Creating a cluster with node taints

When you create a cluster, you can assign node taints to the cluster. This assigns the taints to all nodes created with the cluster.

gcloud

To create a cluster with node taints, run the following command:

gcloud beta container clusters create [CLUSTER_NAME] --node-taints [KEY]=[VALUE]:[EFFECT]

where:

  • [CLUSTER_NAME] is the name of the cluster to be created.
  • [EFFECT] is PreferNoSchedule, NoSchedule, or NoExecute.
  • [KEY] and [VALUE] form a key-value pair associated with the [EFFECT].

For example, this command applies a taint that has key dedicated, value experimental, and effect PreferNoSchedule:

gcloud beta container clusters create example-cluster --node-taints dedicated=experimental:PreferNoSchedule

Console

To create a cluster with node taints, perform the following steps:

  1. Visit the Google Kubernetes Engine menu in GCP Console.

    Visit the Google Kubernetes Engine menu

  2. Click Create cluster.

  3. Configure your cluster as desired. Then, click Advanced edit for the node pool you want to modify.

  4. In the Node taints section, click Add taint.

  5. From Effect, select the desired effect.

  6. Fill Key and Value with the desired key-value pair.

  7. Add additional node taints if desired.
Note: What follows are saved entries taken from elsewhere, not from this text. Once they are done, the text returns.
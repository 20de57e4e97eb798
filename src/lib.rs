//! Storefront Pilot - Membership billing and payment-event reconciliation
//!
//! This crate reconciles Paddle payment events into membership and
//! wallet state exactly once per event, and exposes the billing REST
//! API on top of that ledger.

pub mod adapters;
pub mod application;
pub mod config;
pub mod domain;
pub mod ports;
  8. Click Save to close the Advanced edit overlay.

  9. Click Create.

API

When you use the API to create a cluster, include the nodeTaints field under nodeConfig. Here's an example:

POST https://container.googleapis.com/v1/projects/[PROJECT_ID]/zones/[ZONE]/clusters

{
  'cluster': {
    'name': 'example-cluster',
    'nodeConfig': {
      'nodeTaints': [
        {
          'key': 'special',
          'Value': 'gpu',
          'effect': 'PreferNoSchedule'
        }
      ]
      ...
    }
    ...
  }
}

Creating a node pool with node taints

When you apply a taint to a node, only Pods that tolerate the taint are allowed to run on the node. In a GKE cluster, you can apply a taint to a node pool, which applies the taint to all nodes in the pool.
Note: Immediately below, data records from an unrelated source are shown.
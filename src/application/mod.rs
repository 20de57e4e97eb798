//! Application layer - Commands, Queries, and Handlers.
//!
//! This layer orchestrates domain operations and coordinates between ports.
//! Following CQRS, it separates command handlers (write) from query handlers (read).

pub mod handlers;

pub use handlers::billing::{
    CancelMembershipCommand, CancelMembershipHandler, CreditWalletCommand, CreditWalletHandler,
    ForceCreditCommand, ForceCreditHandler, ForceMembershipLevelCommand,
    ForceMembershipLevelHandler, GetMembershipHandler, GetMembershipQuery, GetWalletHandler,
    GetWalletQuery, MembershipView, ProcessWebhookCommand, ProcessWebhookHandler,
    ProcessWebhookResult, ResumeMembershipCommand, ResumeMembershipHandler, SweepExpiredHandler,
    WalletView,
};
To create a node pool with node taints, you can use the gcloud command-line tool or the GKE API.

gcloud

To create a node pool with node taints, run the following command:

gcloud container node-pools create [POOL_NAME] --cluster [CLUSTER_NAME] \
--node-taints [KEY]=[VALUE]:[EFFECT]

where:

  • [POOL_NAME] is the name of the node pool to be created.
  • [CLUSTER_NAME] is the name of the cluster in which the node pool is created.
  • [EFFECT] is PreferNoSchedule, NoSchedule, or NoExecute.
  • [KEY] and [VALUE] form a key-value pair associated with the [EFFECT].

For example, this command applies a taint that has key dedicated, value experimental, and effect NoSchedule:

gcloud container node-pools create example-pool --cluster example-cluster \
--node-taints dedicated=experimental:NoSchedule

This command applies a taint that has key special, value gpu, and effect NoExecute:

gcloud container node-pools create example-pool-2 --cluster example-cluster \
--node-taints special=gpu:NoExecute

Console

To create a node pool with node taints, perform the following steps:

  1. Visit the Google Kubernetes Engine menu in GCP Console.
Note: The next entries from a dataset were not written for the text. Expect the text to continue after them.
//! HTTP-level tests for the billing API.
//!
//! Drives the full Axum router with `tower::ServiceExt::oneshot`,
//! including real HMAC signatures on the webhook path.

use std::sync::Arc;

use axum::body::Body;
use axum::http::{Request, StatusCode};
use axum::Router;
use serde_json::{json, Value};
use tower::ServiceExt;

use storefront_pilot::adapters::http::{billing_router, BillingAppState};
use storefront_pilot::adapters::memory::InMemoryBillingStore;
use storefront_pilot::adapters::paddle::MockBillingProvider;
use storefront_pilot::domain::billing::{
    sign_for_tests, ExpirySweeper, PaddleWebhookVerifier, Reconciler,
};

const SECRET: &str = "pdl_ntfset_test_secret";

fn test_app() -> Router {
    let store = Arc::new(InMemoryBillingStore::new());
    let reconciler = Arc::new(Reconciler::new(store.clone()));
    let sweeper = Arc::new(ExpirySweeper::new(store.clone(), 100));
    let state = BillingAppState {
        store,
        provider: Arc::new(MockBillingProvider::new()),
        reconciler,
        sweeper,
        webhook_verifier: PaddleWebhookVerifier::new(SECRET),
    };
    Router::new().nest("/api", billing_router()).with_state(state)
}

fn signed_webhook(payload: &str) -> Request<Body> {
    let timestamp = chrono::Utc::now().timestamp();
    Request::builder()
        .method("POST")
        .uri("/api/webhooks/paddle")
        .header("Content-Type", "application/json")
        .header("Paddle-Signature", sign_for_tests(SECRET, timestamp, payload))
        .body(Body::from(payload.to_string()))
        .unwrap()
}

fn authed_get(uri: &str) -> Request<Body> {
    Request::builder()
        .method("GET")
        .uri(uri)
        .header("X-Account-Id", "acct-42")
        .body(Body::empty())
        .unwrap()
}

async fn body_json(response: axum::response::Response) -> Value {
    let bytes = axum::body::to_bytes(response.into_body(), usize::MAX)
        .await
        .unwrap();
    serde_json::from_slice(&bytes).unwrap()
}

// ════════════════════════════════════════════════════════════════════════════════
// Webhook Path
// ════════════════════════════════════════════════════════════════════════════════

#[tokio::test]
async fn signed_webhook_is_applied_and_replay_acknowledged_as_duplicate() {
    let app = test_app();
    let payload = json!({
        "event_id": "evt_100",
        "event_type": "subscription_created",
        "account_id": "acct-42",
        "level": 2,
        "period_days": 30
    })
    .to_string();

    let response = app.clone().oneshot(signed_webhook(&payload)).await.unwrap();
    assert_eq!(response.status(), StatusCode::OK);
    let body = body_json(response).await;
    assert_eq!(body["outcome"], "applied");

    let response = app.clone().oneshot(signed_webhook(&payload)).await.unwrap();
    assert_eq!(response.status(), StatusCode::OK);
    let body = body_json(response).await;
    assert_eq!(body["outcome"], "duplicate");

    // The membership reflects exactly one purchase.
    let response = app.oneshot(authed_get("/api/billing/membership")).await.unwrap();
    assert_eq!(response.status(), StatusCode::OK);
    let body = body_json(response).await;
    assert_eq!(body["level"], "premium");
    assert_eq!(body["state"], "active");
    assert_eq!(body["days_remaining"], 29);
}

#[tokio::test]
async fn webhook_with_tampered_signature_is_rejected() {
    let app = test_app();
    let payload = json!({
        "event_id": "evt_101",
        "event_type": "credit_purchased",
        "account_id": "acct-42",
        "amount_cents": 500
    })
    .to_string();

    let timestamp = chrono::Utc::now().timestamp();
    let request = Request::builder()
        .method("POST")
        .uri("/api/webhooks/paddle")
        .header(
            "Paddle-Signature",
            sign_for_tests("wrong_secret", timestamp, &payload),
        )
        .body(Body::from(payload))
        .unwrap();

    let response = app.clone().oneshot(request).await.unwrap();
    assert_eq!(response.status(), StatusCode::UNAUTHORIZED);

    // Nothing landed in the wallet.
    let response = app.oneshot(authed_get("/api/billing/wallet")).await.unwrap();
    let body = body_json(response).await;
    assert_eq!(body["balance_cents"], 0);
}

#[tokio::test]
async fn webhook_without_signature_header_is_bad_request() {
    let app = test_app();
    let request = Request::builder()
        .method("POST")
        .uri("/api/webhooks/paddle")
        .body(Body::from("{}"))
        .unwrap();

    let response = app.oneshot(request).await.unwrap();
    assert_eq!(response.status(), StatusCode::BAD_REQUEST);
}

#[tokio::test]
async fn unknown_event_type_returns_500_so_provider_redelivers() {
    let app = test_app();
    let payload = json!({
        "event_id": "evt_102",
        "event_type": "invoice.paid",
        "account_id": "acct-42"
    })
    .to_string();

    let response = app.oneshot(signed_webhook(&payload)).await.unwrap();
    assert_eq!(response.status(), StatusCode::INTERNAL_SERVER_ERROR);
}

// ════════════════════════════════════════════════════════════════════════════════
// Account Endpoints
// ════════════════════════════════════════════════════════════════════════════════

#[tokio::test]
async fn membership_read_requires_account_header() {
    let app = test_app();
    let request = Request::builder()
        .method("GET")
        .uri("/api/billing/membership")
        .body(Body::empty())
        .unwrap();

    let response = app.oneshot(request).await.unwrap();
    assert_eq!(response.status(), StatusCode::UNAUTHORIZED);
}

#[tokio::test]
async fn unknown_account_reads_as_free_membership() {
    let app = test_app();
    let response = app.oneshot(authed_get("/api/billing/membership")).await.unwrap();
    assert_eq!(response.status(), StatusCode::OK);

    let body = body_json(response).await;
    assert_eq!(body["level"], "free");
    assert_eq!(body["state"], "free");
    assert_eq!(body["features"]["assistant_enabled"], false);
}

#[tokio::test]
async fn top_up_without_membership_is_payment_required() {
    let app = test_app();
    let request = Request::builder()
        .method("POST")
        .uri("/api/billing/wallet/credit")
        .header("X-Account-Id", "acct-42")
        .header("Content-Type", "application/json")
        .body(Body::from(r#"{"amount_cents": 1000}"#))
        .unwrap();

    let response = app.oneshot(request).await.unwrap();
    assert_eq!(response.status(), StatusCode::PAYMENT_REQUIRED);
}

#[tokio::test]
async fn member_top_up_credits_the_wallet() {
    let app = test_app();
    let payload = json!({
        "event_id": "evt_200",
        "event_type": "subscription_created",
        "account_id": "acct-42",
        "level": 1,
        "period_days": 30
    })
    .to_string();
    app.clone().oneshot(signed_webhook(&payload)).await.unwrap();

    let request = Request::builder()
        .method("POST")
        .uri("/api/billing/wallet/credit")
        .header("X-Account-Id", "acct-42")
        .header("Content-Type", "application/json")
        .body(Body::from(r#"{"amount_cents": 2500}"#))
        .unwrap();

    let response = app.clone().oneshot(request).await.unwrap();
    assert_eq!(response.status(), StatusCode::CREATED);

    let response = app.oneshot(authed_get("/api/billing/wallet")).await.unwrap();
    let body = body_json(response).await;
    assert_eq!(body["balance_cents"], 2500);
    assert_eq!(body["transactions"].as_array().unwrap().len(), 1);
}

#[tokio::test]
async fn cancel_and_resume_round_trip() {
    let app = test_app();
    let payload = json!({
        "event_id": "evt_300",
        "event_type": "subscription_created",
        "account_id": "acct-42",
        "level": 2,
        "period_days": 30
    })
    .to_string();
    app.clone().oneshot(signed_webhook(&payload)).await.unwrap();

    let cancel = Request::builder()
        .method("POST")
        .uri("/api/billing/membership/cancel")
        .header("X-Account-Id", "acct-42")
        .body(Body::empty())
        .unwrap();
    let response = app.clone().oneshot(cancel).await.unwrap();
    assert_eq!(response.status(), StatusCode::OK);
    let body = body_json(response).await;
    assert_eq!(body["state"], "pending_cancel");
    // Access continues for the rest of the paid period.
    assert_eq!(body["level"], "premium");

    let resume = Request::builder()
        .method("POST")
        .uri("/api/billing/membership/resume")
        .header("X-Account-Id", "acct-42")
        .body(Body::empty())
        .unwrap();
    let response = app.oneshot(resume).await.unwrap();
    assert_eq!(response.status(), StatusCode::OK);
    let body = body_json(response).await;
    assert_eq!(body["state"], "active");
}

// ════════════════════════════════════════════════════════════════════════════════
// Admin Endpoints
// ════════════════════════════════════════════════════════════════════════════════

#[tokio::test]
async fn admin_force_credit_adjusts_any_wallet() {
    let app = test_app();
    let request = Request::builder()
        .method("POST")
        .uri("/api/admin/billing/credit")
        .header("Content-Type", "application/json")
        .body(Body::from(
            r#"{"account_id": "acct-42", "amount_cents": 750}"#,
        ))
        .unwrap();

    let response = app.clone().oneshot(request).await.unwrap();
    assert_eq!(response.status(), StatusCode::OK);
    let body = body_json(response).await;
    assert_eq!(body["balance_cents"], 750);
}

#[tokio::test]
async fn admin_level_override_and_sweep() {
    let app = test_app();
    let request = Request::builder()
        .method("POST")
        .uri("/api/admin/billing/membership-level")
        .header("Content-Type", "application/json")
        .body(Body::from(
            r#"{"account_id": "acct-42", "level": "max", "period_days": 30}"#,
        ))
        .unwrap();
    let response = app.clone().oneshot(request).await.unwrap();
    assert_eq!(response.status(), StatusCode::OK);
    let body = body_json(response).await;
    assert_eq!(body["level"], "max");

    // Nothing has lapsed, so the sweep reports no work.
    let sweep = Request::builder()
        .method("POST")
        .uri("/api/admin/billing/sweep")
        .body(Body::empty())
        .unwrap();
    let response = app.oneshot(sweep).await.unwrap();
    assert_eq!(response.status(), StatusCode::OK);
    let body = body_json(response).await;
    assert_eq!(body["downgraded"], 0);
}

#[tokio::test]
async fn refund_shortfalls_are_listed() {
    let app = test_app();
    let credit = json!({
        "event_id": "evt_400",
        "event_type": "credit_purchased",
        "account_id": "acct-42",
        "amount_cents": 300
    })
    .to_string();
    app.clone().oneshot(signed_webhook(&credit)).await.unwrap();

    let refund = json!({
        "event_id": "evt_401",
        "event_type": "payment_refunded",
        "account_id": "acct-42",
        "purchase_type": "credit",
        "amount_cents": 900
    })
    .to_string();
    app.clone().oneshot(signed_webhook(&refund)).await.unwrap();

    let request = Request::builder()
        .method("GET")
        .uri("/api/admin/billing/refund-shortfalls")
        .body(Body::empty())
        .unwrap();
    let response = app.oneshot(request).await.unwrap();
    assert_eq!(response.status(), StatusCode::OK);

    let body = body_json(response).await;
    let shortfalls = body.as_array().unwrap();
    assert_eq!(shortfalls.len(), 1);
    assert_eq!(shortfalls[0]["missing_cents"], 600);
}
    Visit the Google Kubernetes Engine menu

  2. Click the cluster's Edit button, which looks like a pencil.

  3. From Node pools click Add node pool.

  4. In the Node taints section, click Add taint.

  5. From Effect, select the desired effect.

  6. Fill Key and Value with the desired key-value pair.

  7. Add more node taints if desired.

  8. Click Save to exit the node pool modification overlay.

  9. Click Create.

API

When you use the API to create a node pool, include the nodeTaints field under nodeConfig. Here's an example:

POST https://container.googleapis.com/v1/projects/[PROJECT_ID]/zones/[ZONE]/clusters/[CLUSTER_ID]/nodePools

{
  'nodePool': {
    'name': 'example-pool',
    'nodeConfig': {
      'nodeTaints': [
        {
          'key': 'dedicated',
          'Value': 'experimental',
          'effect': 'NoSchedule'
        }
      ]
      ...
    }
    ...
  }
}

Configuring Pods to tolerate a taint

You can configure Pods to tolerate a taint by including the tolerations field in the Pods' specification. Here's a portion of a Pod specification.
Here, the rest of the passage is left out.